Many of us will have been in a similar, if probably less public, situation at some point in our careers when the emotions we stuff down in the name of professionalism spill out - but I doubt any of us will have done so in the House of Commons with cameras trained on every movement and a less than friendly crowd opposite.  

There have been countless articles already speculating about the reason for the tears of the Chancellor, Rachel Reeves, during Prime Minister’s Questions - but most seem devoid of sympathy or empathy, concerned only with the political implications, but not the person at the centre of this story.  

Our reaction to Rachel’s tears is an echo of the sentiment behind the Welfare Reform Bill, which seems to say that need is unacceptable and we should all be able to don that famously British ‘stiff upper lip’ and just get on with life.  

Regardless of what you think of the Welfare Reform Bill, the way it has been briefed and communicated has raised anxiety and fear amongst the disabled community (me included).  

The main message has been that too many people are receiving Personal Independence Payments (PIP) for mental illnesses such as anxiety and depression, with even the former Prime Minister Tony Blair telling people to ‘stop diagnosing themselves’ to combat out rising welfare bill - despite the fact that accessing PIP requires rigorous assessments and support from medical professionals. (It also has a 0.01% fraud rate and was designed to compensate people for the extra cost of being disabled which is estimated to be up to £1000 a month.) 

This tableau is emblematic of how ‘mental health awareness’ is failing in this country; our words are not matched by our actions. 

We know, 27 years after the first ‘Mental Health Awareness Week’, that mental health is important, that emotions are natural and valid - and yet we mock any leader who shows anything but positive emotions.  

We know that people suffer, are disabled by and killed by mental illnesses, and yet we seek to strip support from those who need it most, claiming that they are diagnosing themselves. 

We need a different approach, both to how we handle emotions in public life and the way we talk about those who need extra support due to their mental illnesses.  

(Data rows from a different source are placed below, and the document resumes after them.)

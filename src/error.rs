// SPDX-License-Identifier: Apache-2.0
// Copyright (c) 2025 Au-Zone Technologies. All Rights Reserved.

use crate::{
    buffer::BufferState,
    geometry::{Rect, ScreenInfo},
};
use std::io;
use thiserror::Error;

/// Errors reported by the relay pipeline.
///
/// Device and driver failures carry the underlying [`io::Error`] so the
/// errno reported by the kernel is preserved in logs.
#[derive(Debug, Error)]
pub enum Error {
    /// A device node could not be opened.
    #[error("cannot open {device}: {source}")]
    DeviceUnavailable {
        device: String,
        #[source]
        source: io::Error,
    },

    /// The capture device does not support the streaming I/O method.
    #[error("{device} is not capable of streaming")]
    NotStreamingCapable { device: String },

    /// The capture driver refused the requested format or could not report
    /// the negotiated one.
    #[error("capture format rejected: {0}")]
    FormatRejected(#[source] io::Error),

    /// The buffer pool could not be fully requested, mapped or queued.
    #[error("buffer {index} allocation failed: {source}")]
    BufferAllocationFailed {
        index: usize,
        #[source]
        source: io::Error,
    },

    /// The display driver did not grant an overlay layer.
    #[error("overlay layer request failed: {0}")]
    LayerRequestFailed(#[source] io::Error),

    /// The show rectangle does not fit on the screen.
    #[error("show rectangle {rect} out of screen {screen}")]
    OutOfScreenBounds { rect: Rect, screen: ScreenInfo },

    /// The requested rectangle does not overlap its bound.
    #[error("rectangle {request} does not intersect {bound}")]
    EmptyIntersection { request: Rect, bound: Rect },

    /// The channel index is not served by the capture device.
    #[error("invalid channel {channel}, {available} channels available")]
    InvalidChannel { channel: u32, available: u32 },

    /// A driver call failed while streaming.
    #[error("{op} failed: {source}")]
    StreamIo {
        op: &'static str,
        #[source]
        source: io::Error,
    },

    /// A buffer was handed back which the relay does not hold.
    #[error("buffer {index} is {state:?}")]
    BufferOwnership { index: usize, state: BufferState },

    /// The driver reported a buffer index outside the pool.
    #[error("buffer {0} is not part of the pool")]
    UnknownBuffer(usize),

    /// The relay worker thread panicked.
    #[error("relay worker panicked")]
    WorkerPanicked,
}

impl Error {
    pub(crate) fn stream(op: &'static str) -> impl FnOnce(io::Error) -> Self {
        move |source| Error::StreamIo { op, source }
    }
}

pub type Result<T, E = Error> = std::result::Result<T, E>;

Emotions aren’t bad - they help us connect, keep us away from danger and allow our bodies to release unbearable tension, as in the case of crying, whereby tears of pain are intricately designed to help us cope. The tears we shed when faced with chopping a pile of onions are chemically different to those that fall when we are grieving, angry or in pain. Tears of pain should inspire us to reach out to the one in pain with compassion not contempt.  

The way Jesus led 2,000 years ago shows us another way, both of leading and emoting.  

Jesus consistently welcomed those most in need; from healing the woman who had bled for twelve years, considered unclean and rejected by her community, to healing a paralysed man lowered through his roof by friends.  

And yet his ministry was not just one characterised by miracles and might, but demonstrated humility and humanity as he wept over the death of his friend Lazarus and allowed himself to be stripped of all strength as he hung on a cross made for criminals.  

The night before he died, he gathered his friends and through tears and blood-soaked sweat submitted to the Father in the most painful way, and I, like many others, draw comfort and strength from Jesus’ willingness to cry.  

As preacher Charles Haddon Spurgeon said, "A Jesus who never wept could never wipe away my tears."  

So perhaps rather than mock Rachel’s tears, they should cause us to rethink how we approach need and recognise none of us are immune.  

Perhaps, we may even join with Paul’s words in his letter to the Corinthians: “For when I am weak, then I am strong.”